A randomized, open-label study16 demonstrated that transdermal selegiline delivers a higher plasma concentration of drug to the CNS over a longer period of time, and with a lower dosage, than does oral selegiline. The greater bioavailability of 6 mg of transdermal selegiline (73.4%) versus 10 mg of oral selegiline (4.4%) is due to the avoidance of the extremely high first-pass metabolism that occurs with the oral medication in the GI system and liver before entering the circulatory system.16 In addition, transdermal selegiline maintains a sustained plasma concentration during the 24-hour application period, whereas the oral medication plasma concentration peaks within 1 hour and then declines rapidly. Because MAO-A is largely unaffected in the gut by the STS, patient sensitivity to dietary tyramine is more than 20 times less with the selegiline transdermal patch than with oral tranylcypromine.19

Both oral and transdermal selegiline are metabolized through multiple CYP450 isoenzymes and form, in order, the metabolites N-desmethylselegiline, l-methamphetamine, and l-amphetamine; l-methamphetamine is the major metabolite formed.16 However, metabolite levels, which may be associated with neurotoxicity, are greatly reduced with transdermal delivery (see Table 1).18,20

Pharmacodynamics

Transdermal selegiline must be administered at doses high enough to lose its selectivity for MAO-B in order to have an antidepressant effect. While oral selegiline inhibits MAO-A activity in the brain and duodenum to a similar extent, to avoid reactions to dietary tyramine, the transdermal delivery system preferentially targets MAO-A activity in the brain over peripheral activity. Transdermal selegiline ID50 values for inhibition of brain MAO-A activity are 7.5 times lower than ID50 values for inhibition of intestinal MAO-A activity.21 This means that the antidepressant effect, via inhibition of MAO-A in the brain, can occur with a significantly lower potential for tyramine reactions due to inhibition of MAO-A in the gut. Based on route of delivery and avoidance of the first-pass effect, transdermally delivered selegiline is 6 to 8 times more potent for inhibiting brain MAO-A activity than orally delivered selegiline. Therefore, a lower dose is needed to produce an antidepressant effect.
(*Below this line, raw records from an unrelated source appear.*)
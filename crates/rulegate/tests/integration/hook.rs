//! Lifecycle hook wired to a registry loaded from configuration.

use rulegate::prelude::*;
use serde_json::json;

#[test]
fn registry_from_config_drives_before_validate() {
    let registry: SettingsRegistry = serde_json::from_value(json!({
        "Upload": {"condition_key": "only_if"}
    }))
    .unwrap();
    let hook = ConditionalValidation::with_registry(registry);

    let rules: RuleSet = serde_json::from_value(json!({
        "file": {
            "size": {"rule": "maxSize", "only_if": ["type", "file"]},
            "name": {"rule": "notEmpty", "if": ["type", "file"]}
        }
    }))
    .unwrap();
    let record = json!({"type": "url"});

    let upload = hook.before_validate("Upload", &rules, &record).unwrap();
    assert!(!upload.contains_rule("file", "size"));
    // `if` is an ordinary parameter for this record type.
    assert!(upload.contains_rule("file", "name"));

    let import = hook.before_validate("Import", &rules, &record).unwrap();
    assert!(import.contains_rule("file", "size"));
    assert!(!import.contains_rule("file", "name"));
}

#[test]
fn check_conditions_before_first_pass() {
    let rules: RuleSet = serde_json::from_value(json!({
        "file": {
            "size": {"if": [["type", "file"], ["size", "0", "gt"]]},
            "name": {"rule": "notEmpty"}
        }
    }))
    .unwrap();
    assert_eq!(check_conditions(&rules, &Settings::default()), Ok(1));
}
//! Subcommand implementations.

use std::collections::HashMap;
use std::fs;
use std::io::{self, Read};
use std::path::Path;

use anyhow::Context;
use figment::Figment;
use figment::providers::{Format, Serialized, Toml};
use rulegate::prelude::*;
use serde::de::DeserializeOwned;
use serde_json::Value;

use crate::cli::{CheckArgs, PruneArgs, RuleSource};

pub fn run_prune(args: &PruneArgs) -> anyhow::Result<()> {
    anyhow::ensure!(
        !(is_stdin(&args.source.rules) && is_stdin(&args.record)),
        "--rules and --record cannot both read from stdin"
    );
    let rules: RuleSet = read_json(&args.source.rules).context("failed to load rules")?;
    let record: Value = read_json(&args.record).context("failed to load record")?;
    let settings = resolve_settings(&args.source)?;

    let report = prune_report(&rules, &record, &settings)?;
    tracing::info!(
        record_type = %args.source.record_type,
        removed = report.removed.len(),
        "pruned rules"
    );

    let output = if args.report {
        serde_json::to_string_pretty(&report)?
    } else {
        serde_json::to_string_pretty(&report.rules)?
    };
    println!("{output}");
    Ok(())
}

pub fn run_check(args: &CheckArgs) -> anyhow::Result<()> {
    let rules: RuleSet = read_json(&args.source.rules).context("failed to load rules")?;
    let settings = resolve_settings(&args.source)?;

    let conditional = check_conditions(&rules, &settings)?;
    println!(
        "ok: {conditional} conditional rule(s) across {} field(s)",
        rules.len()
    );
    Ok(())
}

/// Defaults < settings file < `--condition-key`.
fn resolve_settings(source: &RuleSource) -> anyhow::Result<Settings> {
    let mut figment = Figment::new();

    if let Some(path) = &source.settings {
        // `Toml::file` treats a missing file as empty.
        anyhow::ensure!(path.is_file(), "settings file {} not found", path.display());
        figment = figment.merge(Toml::file(path));
    }
    if let Some(key) = &source.condition_key {
        let flag = HashMap::from([(
            source.record_type.clone(),
            SettingsOverride::condition_key(key),
        )]);
        figment = figment.merge(Serialized::defaults(flag));
    }

    let registry: SettingsRegistry = figment.extract().context("invalid settings")?;
    let settings = registry.get(&source.record_type).clone();
    tracing::debug!(
        record_type = %source.record_type,
        condition_key = %settings.condition_key,
        "resolved settings"
    );
    Ok(settings)
}

fn is_stdin(path: &Path) -> bool {
    path.as_os_str() == "-"
}

fn read_json<T: DeserializeOwned>(path: &Path) -> anyhow::Result<T> {
    let text = if is_stdin(path) {
        let mut buf = String::new();
        io::stdin().read_to_string(&mut buf).context("failed to read stdin")?;
        buf
    } else {
        fs::read_to_string(path).with_context(|| format!("failed to read {}", path.display()))?
    };
    serde_json::from_str(&text).with_context(|| format!("invalid JSON in {}", path.display()))
}
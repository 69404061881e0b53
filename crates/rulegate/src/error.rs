//! Error types for condition evaluation and rule pruning.
//!
//! A missing path is never an error: the condition is simply false. Errors
//! are reserved for rule definitions that are misconfigured, so they surface
//! at validation time instead of silently keeping or dropping rules.

/// Errors raised while parsing or evaluating a single condition.
#[derive(Debug, Clone, PartialEq, Eq, thiserror::Error)]
pub enum ConditionError {
    /// The operator is not one of the recognized comparison operators.
    #[error("invalid operator `{operator}`")]
    InvalidOperator {
        /// The operator string as written in the rule definition.
        operator: String,
    },

    /// The value at `path` is an array or object and cannot be ordered
    /// against a scalar.
    #[error("cannot compare {found} at `{path}` with a scalar value")]
    IncomparableValues {
        /// Path of the offending value.
        path: String,
        /// JSON type name of the value found.
        found: &'static str,
    },

    /// The condition entry does not have a recognized shape.
    #[error("malformed condition: {reason}")]
    Malformed {
        /// What was wrong with it.
        reason: String,
    },
}

impl ConditionError {
    pub(crate) fn malformed(reason: impl Into<String>) -> Self {
        Self::Malformed {
            reason: reason.into(),
        }
    }
}

/// Errors from a pruning pass.
#[derive(Debug, Clone, PartialEq, Eq, thiserror::Error)]
pub enum PruneError {
    /// A condition attached to `field`/`rule` could not be evaluated.
    #[error("condition on rule `{rule}` of field `{field}`: {source}")]
    Condition {
        /// Field the rule belongs to.
        field: String,
        /// Name of the rule carrying the condition.
        rule: String,
        /// The underlying condition error.
        #[source]
        source: ConditionError,
    },
}

impl PruneError {
    pub(crate) fn condition(field: &str, rule: &str, source: ConditionError) -> Self {
        Self::Condition {
            field: field.to_owned(),
            rule: rule.to_owned(),
            source,
        }
    }

    /// The condition error behind this pruning failure.
    pub fn condition_error(&self) -> &ConditionError {
        match self {
            Self::Condition { source, .. } => source,
        }
    }
}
Animal studies18 show that STS doses that inhibit more than 90% of the activity of both MAO-A and MAO-B in the brain have a maximal inhibition of 40% of MAO-A and 70% to 75% of MAO-B activity in GI tissue. Doses that inhibit brain MAO-A by 55% to 60% and brain MAO-B by 85% to 90% show no inhibition of GI MAO-A activity and show only 40% to 60% inhibition of GI MAO-B activity. In these studies, higher doses lost their selectivity for inhibiting MAO-B in the brain but not in GI tissue.

Safety Profile

In placebo-controlled trials22,23 of STS for treatment of acute depression, the tolerability profile of STS was similar to that of placebo except for application site reactions. No significant differences between the treatment groups and the placebo groups were noted for adverse effects for cardiovascular, nervous, digestive, respiratory, urogenital, or musculoskeletal systems or for sexual function. A 52-week study24 that assessed maintenance treatment with STS also reported a safety profile similar to that of placebo except for application site reactions.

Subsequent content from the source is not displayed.